//! Daily trigger on a cron schedule.

use std::sync::Arc;

use anyhow::Context;
use chrono::{DateTime, FixedOffset, Utc};
use tokio_cron_scheduler::{Job, JobScheduler};

use courier_common::types::DateKey;

use crate::launcher::Launcher;

/// Fires on `cron` (six fields, seconds first), evaluated in the timezone
/// given by `offset`. Date keys are taken in the same timezone.
#[derive(Debug, Clone)]
pub struct DailyTrigger {
    cron: String,
    offset: FixedOffset,
}

impl DailyTrigger {
    pub fn new(cron: impl Into<String>, offset: FixedOffset) -> Self {
        Self {
            cron: cron.into(),
            offset,
        }
    }

    pub fn cron(&self) -> &str {
        &self.cron
    }

    /// The calendar date, in the trigger's timezone, at instant `at`.
    pub fn date_key_for(&self, at: DateTime<Utc>) -> DateKey {
        DateKey::new(at.with_timezone(&self.offset).date_naive())
    }

    /// Job that fires `launcher` on every tick of the schedule.
    pub fn job(&self, launcher: Arc<Launcher>) -> anyhow::Result<Job> {
        Job::new_async_tz(self.cron.as_str(), self.offset, move |_uuid, _scheduler| {
            let launcher = launcher.clone();
            Box::pin(async move {
                launcher.fire_scheduled().await;
            })
        })
        .with_context(|| format!("creating trigger job for cron {}", self.cron))
    }

    /// Scheduler with the trigger job registered. The caller starts it.
    pub async fn scheduler(&self, launcher: Arc<Launcher>) -> anyhow::Result<JobScheduler> {
        let scheduler = JobScheduler::new().await.context("creating scheduler")?;
        scheduler
            .add(self.job(launcher)?)
            .await
            .context("adding trigger job")?;
        Ok(scheduler)
    }
}

#[cfg(test)]
mod tests {
    use super::*;
    use chrono::TimeZone;

    #[test]
    fn test_date_key_in_utc() {
        let trigger = DailyTrigger::new("0 0 9 * * *", FixedOffset::east_opt(0).unwrap());
        let at = Utc.with_ymd_and_hms(2023, 3, 7, 9, 0, 0).unwrap();
        assert_eq!(trigger.date_key_for(at).to_string(), "2023-03-07");
    }

    #[test]
    fn test_offset_moves_date_key_forward() {
        let trigger = DailyTrigger::new("0 0 9 * * *", FixedOffset::east_opt(2 * 3600).unwrap());
        // Already the 7th locally at 23:30 UTC on the 6th.
        let at = Utc.with_ymd_and_hms(2023, 3, 6, 23, 30, 0).unwrap();
        assert_eq!(trigger.date_key_for(at).to_string(), "2023-03-07");
    }

    #[test]
    fn test_offset_moves_date_key_back() {
        let trigger = DailyTrigger::new("0 0 9 * * *", FixedOffset::west_opt(5 * 3600).unwrap());
        let at = Utc.with_ymd_and_hms(2023, 3, 8, 3, 0, 0).unwrap();
        assert_eq!(trigger.date_key_for(at).to_string(), "2023-03-07");
    }
}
^^^^^^^^
The lines needed are those in the data above that hold the string "unwrap"; copy each of them.

        let trigger = DailyTrigger::new("0 0 9 * * *", FixedOffset::east_opt(0).unwrap());
        let at = Utc.with_ymd_and_hms(2023, 3, 7, 9, 0, 0).unwrap();
        let trigger = DailyTrigger::new("0 0 9 * * *", FixedOffset::east_opt(2 * 3600).unwrap());
        let at = Utc.with_ymd_and_hms(2023, 3, 6, 23, 30, 0).unwrap();
        let trigger = DailyTrigger::new("0 0 9 * * *", FixedOffset::west_opt(5 * 3600).unwrap());
        let at = Utc.with_ymd_and_hms(2023, 3, 8, 3, 0, 0).unwrap();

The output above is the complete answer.